A multi-institution team co-led by a Cornell University researcher has identified the genetic mechanisms that enable the production of a deadly toxin called Victorin — the causal agent for Victoria blight of oats, a disease that wiped out oat crops in the United States in the 1940s.
Victoria blight is caused by the fungus Cochliobolus victoriae, which produces the Victorin toxin, but until now no one has uncovered the genes and mechanisms involved.
“The oat varieties favoured by farmers in the 1940s were resistant to crown rust disease, but scientists later discovered this was the very trait that made those oat varieties susceptible to Victoria blight because the Victorin toxin was targeting that specific plant protein,” said co-senior author Gillian Turgeon, professor and chair of the Plant Pathology and Plant-Microbe Biology Section of the School of Integrative Plant Science, in Cornell’s College of Agriculture and Life Sciences.
“Unearthing the molecules involved in this fungus-plant interaction is fundamental to our understanding of how plants respond to attack by diverse microbes.”

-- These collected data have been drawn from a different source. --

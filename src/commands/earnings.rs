// Copyright (c) 2025 Soumyadip Sarkar.
// All rights reserved.
//
// This source code is licensed under the license found in the
// LICENSE file in the root directory of this source tree.

use crate::models::Earnings;
use crate::store;
use crate::utils::{arg, fmt_peso, maybe_print_json, opt_arg, parse_amount, parse_id, pretty_table};
use anyhow::Result;
use rusqlite::Connection;
use serde::Serialize;

pub fn handle(conn: &Connection, m: &clap::ArgMatches) -> Result<()> {
    match m.subcommand() {
        Some(("set", sub)) => set(conn, sub)?,
        Some(("list", sub)) => list(conn, sub)?,
        _ => {}
    }
    Ok(())
}

fn set(conn: &Connection, sub: &clap::ArgMatches) -> Result<()> {
    let period_id = parse_id(arg(sub, "period")?)?;
    let number = arg(sub, "employee")?;
    store::get_period(conn, period_id)?;
    let employee = store::employee_by_number(conn, number)?;

    // unspecified components keep what was recorded before
    let current = store::recorded_earnings(conn, period_id)?
        .remove(&employee.id)
        .unwrap_or_default();
    let pick = |name: &str, prev| -> Result<_> {
        Ok(match opt_arg(sub, name) {
            Some(v) => parse_amount(v)?,
            None => prev,
        })
    };
    let earnings = Earnings {
        overtime: pick("overtime", current.overtime)?,
        holiday: pick("holiday", current.holiday)?,
        allowances: pick("allowances", current.allowances)?,
    };
    store::upsert_earnings(conn, period_id, employee.id, &earnings)?;
    println!(
        "Recorded for {} in period {}: overtime {}, holiday {}, allowances {}",
        number,
        period_id,
        fmt_peso(&earnings.overtime),
        fmt_peso(&earnings.holiday),
        fmt_peso(&earnings.allowances)
    );
    Ok(())
}

#[derive(Serialize)]
pub struct EarningsRow {
    pub employee_number: String,
    pub name: String,
    pub overtime: String,
    pub holiday: String,
    pub allowances: String,
}

pub fn query_rows(conn: &Connection, period_id: i64) -> Result<Vec<EarningsRow>> {
    let recorded = store::recorded_earnings(conn, period_id)?;
    let mut rows: Vec<EarningsRow> = store::list_employees(conn)?
        .into_iter()
        .filter_map(|e| {
            recorded.get(&e.id).map(|x| EarningsRow {
                employee_number: e.employee_number,
                name: e.name,
                overtime: fmt_peso(&x.overtime),
                holiday: fmt_peso(&x.holiday),
                allowances: fmt_peso(&x.allowances),
            })
        })
        .collect();
    rows.sort_by(|a, b| a.employee_number.cmp(&b.employee_number));
    Ok(rows)
}

fn list(conn: &Connection, sub: &clap::ArgMatches) -> Result<()> {
    let period_id = parse_id(arg(sub, "period")?)?;
    store::get_period(conn, period_id)?;
    let data = query_rows(conn, period_id)?;
    if !maybe_print_json(sub.get_flag("json"), sub.get_flag("jsonl"), &data)? {
        let rows = data
            .into_iter()
            .map(|r| vec![r.employee_number, r.name, r.overtime, r.holiday, r.allowances])
            .collect();
        println!(
            "{}",
            pretty_table(&["No.", "Name", "Overtime", "Holiday", "Allowances"], rows)
        );
    }
    Ok(())
}
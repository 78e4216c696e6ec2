// Copyright (c) 2025 Soumyadip Sarkar.
// All rights reserved.
//
// This source code is licensed under the license found in the
// LICENSE file in the root directory of this source tree.

use crate::models::{PayrollPeriod, PayrollRecord};
use crate::payroll::{EarningsSource, RecordedEarnings, prepare_run, run_payroll};
use crate::store::{self, SqliteRepository};
use crate::utils::{
    arg, earnings_policy, fmt_peso, load_schedule, maybe_print_json, opt_arg, parse_date,
    parse_id, pretty_table,
};
use anyhow::{Context, Result};
use chrono::{Local, NaiveDate};
use rusqlite::Connection;

pub fn handle(conn: &mut Connection, m: &clap::ArgMatches) -> Result<()> {
    match m.subcommand() {
        Some(("run", sub)) => run(conn, sub)?,
        Some(("preview", sub)) => preview(conn, sub)?,
        Some(("records", sub)) => records(conn, sub)?,
        _ => {}
    }
    Ok(())
}

pub fn earnings_source(
    conn: &Connection,
    sub: &clap::ArgMatches,
    period_id: i64,
) -> Result<Box<dyn EarningsSource>> {
    match opt_arg(sub, "earnings").unwrap_or("policy") {
        "recorded" => Ok(Box::new(RecordedEarnings::new(
            period_id,
            store::recorded_earnings(conn, period_id)?,
        ))),
        _ => Ok(Box::new(earnings_policy(conn)?)),
    }
}

fn processed_date(sub: &clap::ArgMatches) -> Result<NaiveDate> {
    match opt_arg(sub, "date") {
        Some(d) => parse_date(d),
        None => Ok(Local::now().date_naive()),
    }
}

fn run(conn: &mut Connection, sub: &clap::ArgMatches) -> Result<()> {
    let period_id = parse_id(arg(sub, "period")?)?;
    let schedule = load_schedule(conn)?;
    let source = earnings_source(conn, sub, period_id)?;
    let processed_on = processed_date(sub)?;

    let mut repo = SqliteRepository::new(conn);
    let outcome = run_payroll(&mut repo, source.as_ref(), &schedule, period_id, processed_on)
        .with_context(|| format!("Payroll run for period {} failed", period_id))?;

    if !maybe_print_json(sub.get_flag("json"), sub.get_flag("jsonl"), &outcome)? {
        print_records(&outcome.records);
        print_summary(&outcome.period);
    }
    Ok(())
}

fn preview(conn: &mut Connection, sub: &clap::ArgMatches) -> Result<()> {
    let period_id = parse_id(arg(sub, "period")?)?;
    let schedule = load_schedule(conn)?;
    let source = earnings_source(conn, sub, period_id)?;

    let repo = SqliteRepository::new(conn);
    let outcome = prepare_run(
        &repo,
        source.as_ref(),
        &schedule,
        period_id,
        Local::now().date_naive(),
    )?;
    if !maybe_print_json(sub.get_flag("json"), sub.get_flag("jsonl"), &outcome)? {
        print_records(&outcome.records);
        println!("Preview only; nothing was stored.");
        print_summary(&outcome.period);
    }
    Ok(())
}

fn records(conn: &Connection, sub: &clap::ArgMatches) -> Result<()> {
    let period_id = parse_id(arg(sub, "period")?)?;
    let period = store::get_period(conn, period_id)?;
    let data = store::records_for_period(conn, period_id)?;
    if !maybe_print_json(sub.get_flag("json"), sub.get_flag("jsonl"), &data)? {
        print_records(&data);
        print_summary(&period);
    }
    Ok(())
}

fn print_records(records: &[PayrollRecord]) {
    let rows = records
        .iter()
        .map(|r| {
            vec![
                r.employee_name.clone(),
                r.department.clone(),
                fmt_peso(&r.basic_salary),
                fmt_peso(&r.overtime),
                fmt_peso(&r.holiday),
                fmt_peso(&r.allowances),
                fmt_peso(&r.gross_pay),
                fmt_peso(&r.sss),
                fmt_peso(&r.philhealth),
                fmt_peso(&r.pagibig),
                fmt_peso(&r.withholding_tax),
                fmt_peso(&r.net_pay),
            ]
        })
        .collect();
    println!(
        "{}",
        pretty_table(
            &[
                "Employee",
                "Department",
                "Basic",
                "Overtime",
                "Holiday",
                "Allowances",
                "Gross",
                "SSS",
                "PhilHealth",
                "Pag-IBIG",
                "Tax",
                "Net",
            ],
            rows
        )
    );
}

fn print_summary(period: &PayrollPeriod) {
    let t = &period.totals;
    println!(
        "{} [{}]: {} employees, gross {}, deductions {}, net {}",
        period.label,
        period.status,
        t.employees,
        fmt_peso(&t.gross_pay),
        fmt_peso(&t.deductions),
        fmt_peso(&t.net_pay)
    );
}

Most fungal toxins are synthesized by large, multi-functional enzymes, and the small peptides created by these enzymes include both toxins and medicines, such as the antibiotic penicillin.
But Turgeon and co-author Heng Chooi, a researcher at the University of Western Australia, discovered the Victorin toxin is actually synthesized directly in the ribosome, which is an organelle in cells that makes most proteins.
These small molecules produced in ribosomes are known as ribosomally synthesized and post-translationally modified peptides, or RiPPs.
This alternate mechanism for producing small peptides like Victorin — coupled with the fact that fungal genomes likely contain many RiPP-associated genes — could lead to the discovery of additional small molecules, including both new toxins and beneficial compounds.
As well, first author Simon Kessler, a doctoral student at the University of Western Australia, confirmed the enzymatic function of several Victorin genes, including a novel enzyme that converts the Victorin peptide to its active form.
Surprisingly, the research team found that the Victorin genes encoding these enzymes are scattered across repetitive regions in the pathogen genome — a stark contrast to genes for most known small molecules, which are typically found in compact clusters on the fungal chromosomes.